The most widely used legal definition of insanity is known as the M’Naghten rule, named after a famous English murder case from the 1800s. In a nutshell, the M’Naghten rule requires a defendant to prove either that he did not know what he was doing, or if he did, that he didn’t know what he was doing was wrong. Boiled down even further, a defendant is insane under M’Naghten if he didn’t know right from wrong. Another standard courts will use is called the irresistible impulse test. Under this standard, defendants must prove that they knew their acts were wrong, but couldn’t control themselves.

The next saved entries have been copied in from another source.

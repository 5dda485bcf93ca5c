//! Core preparation, compile and upload

use log::info;

use crate::errors::Result;
use crate::models::{Sketch, TargetBoard};
use crate::toolchain::Toolchain;

/// Refresh the core index and make sure `core` is installed
pub fn prepare_core(toolchain: &dyn Toolchain, core: &str) -> Result<()> {
    info!("Updating core index");
    toolchain.update_index()?;
    info!("Installing core {}", core);
    toolchain.install_core(core)
}

/// Compile the sketch for the target, then upload it. Stops at the first failure.
pub fn compile_and_upload(
    toolchain: &dyn Toolchain,
    target: &TargetBoard,
    sketch: &Sketch,
) -> Result<()> {
    info!("Compiling {} for {}", sketch.dir.display(), target.fqbn);
    toolchain.compile(&target.fqbn, &sketch.dir)?;

    info!("Uploading {} to {}", sketch.dir.display(), target.device);
    toolchain.upload(&target.device, &target.fqbn, &sketch.dir)
}
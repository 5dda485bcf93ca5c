//! List connected boards through the toolchain

use log::info;

use crate::errors::Result;
use crate::models::BoardListing;
use crate::toolchain::Toolchain;

/// Run `board list` and filter its output down to uploadable boards
pub fn list_boards(toolchain: &dyn Toolchain) -> Result<BoardListing> {
    let raw = toolchain.board_list()?;
    let listing = BoardListing::parse(&raw);
    info!("Detected {} board(s)", listing.len());
    Ok(listing)
}
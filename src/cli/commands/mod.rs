//! CLI command implementations

pub mod upload;
//! Sketch location

use std::path::{Path, PathBuf};

use crate::errors::{ArdiError, Result};

/// Extension of the main Arduino source file
pub const SKETCH_EXTENSION: &str = "ino";

/// A sketch directory and its same-named main source file
#[derive(Debug, Clone, PartialEq, Eq)]
pub struct Sketch {
    /// Directory passed to arduino-cli compile/upload
    pub dir: PathBuf,
    /// `<dir>/<name>.ino`
    pub main_file: PathBuf,
}

impl Sketch {
    /// Resolve the command-line sketch argument.
    ///
    /// A bare name (no path separator) is looked up under `sketches_dir`;
    /// anything else is taken as a path with a single trailing separator
    /// removed.
    pub fn resolve(arg: Option<&str>, sketches_dir: &Path) -> Result<Self> {
        let arg = arg.map(str::trim).filter(|a| !a.is_empty());
        let arg = arg.ok_or(ArdiError::MissingSketch)?;

        let dir = if arg.contains(['/', std::path::MAIN_SEPARATOR]) {
            let trimmed = arg
                .strip_suffix('/')
                .or_else(|| arg.strip_suffix(std::path::MAIN_SEPARATOR))
                .unwrap_or(arg);
            PathBuf::from(trimmed)
        } else {
            sketches_dir.join(arg)
        };

        Ok(Self::from_dir(dir))
    }

    /// Build a sketch from its directory
    pub fn from_dir(dir: PathBuf) -> Self {
        let name = dir
            .file_name()
            .map(|n| n.to_string_lossy().into_owned())
            .unwrap_or_default();
        let main_file = dir.join(format!("{}.{}", name, SKETCH_EXTENSION));
        Self { dir, main_file }
    }
}

#[cfg(test)]
mod tests {
    use super::*;

    #[test]
    fn test_bare_name_resolves_under_sketches_dir() {
        let sketch = Sketch::resolve(Some("blink"), Path::new("sketches")).unwrap();
        assert_eq!(sketch.dir, PathBuf::from("sketches/blink"));
        assert_eq!(sketch.main_file, PathBuf::from("sketches/blink/blink.ino"));
    }

    #[test]
    fn test_path_argument_used_verbatim() {
        let sketch = Sketch::resolve(Some("projects/blink/"), Path::new("sketches")).unwrap();
        assert_eq!(sketch.dir, PathBuf::from("projects/blink"));
        assert_eq!(sketch.main_file, PathBuf::from("projects/blink/blink.ino"));
    }

    #[test]
    fn test_missing_argument() {
        let err = Sketch::resolve(None, Path::new("sketches")).unwrap_err();
        assert!(matches!(err, ArdiError::MissingSketch));

        let err = Sketch::resolve(Some("  "), Path::new("sketches")).unwrap_err();
        assert!(matches!(err, ArdiError::MissingSketch));
    }
}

About one-third of the states use the American Law Institute’s test for insanity, which states that a people aren't responsible for criminal conduct if, as a result of mental disease or defect, they lack substantial capacity to appreciate the criminality of their conduct or to conform their conduct to the requirements of the law. This is a slightly more lenient standard than M’Naghten, as defendants must only show a “substantial incapacity” that they didn’t know that what they was doing was wrong, rather than having an absolute inability to know the difference.

There is good reason for having the insanity defense available, even if it is rarely used. Since putting people in prison for crime serves in part to deter future crime, it doesn’t make sense to put people in jail who had no control over what they were doing in the first place, or did not intend to do what they did. Most would also argue that treatment of the criminally insane in a mental institution is a more appropriate way to keep the public safe than prison. Rarely do those who are found not guilty by reason of insanity go free, and often their commitment to a treatment facility can last much longer than a prison sentence would have.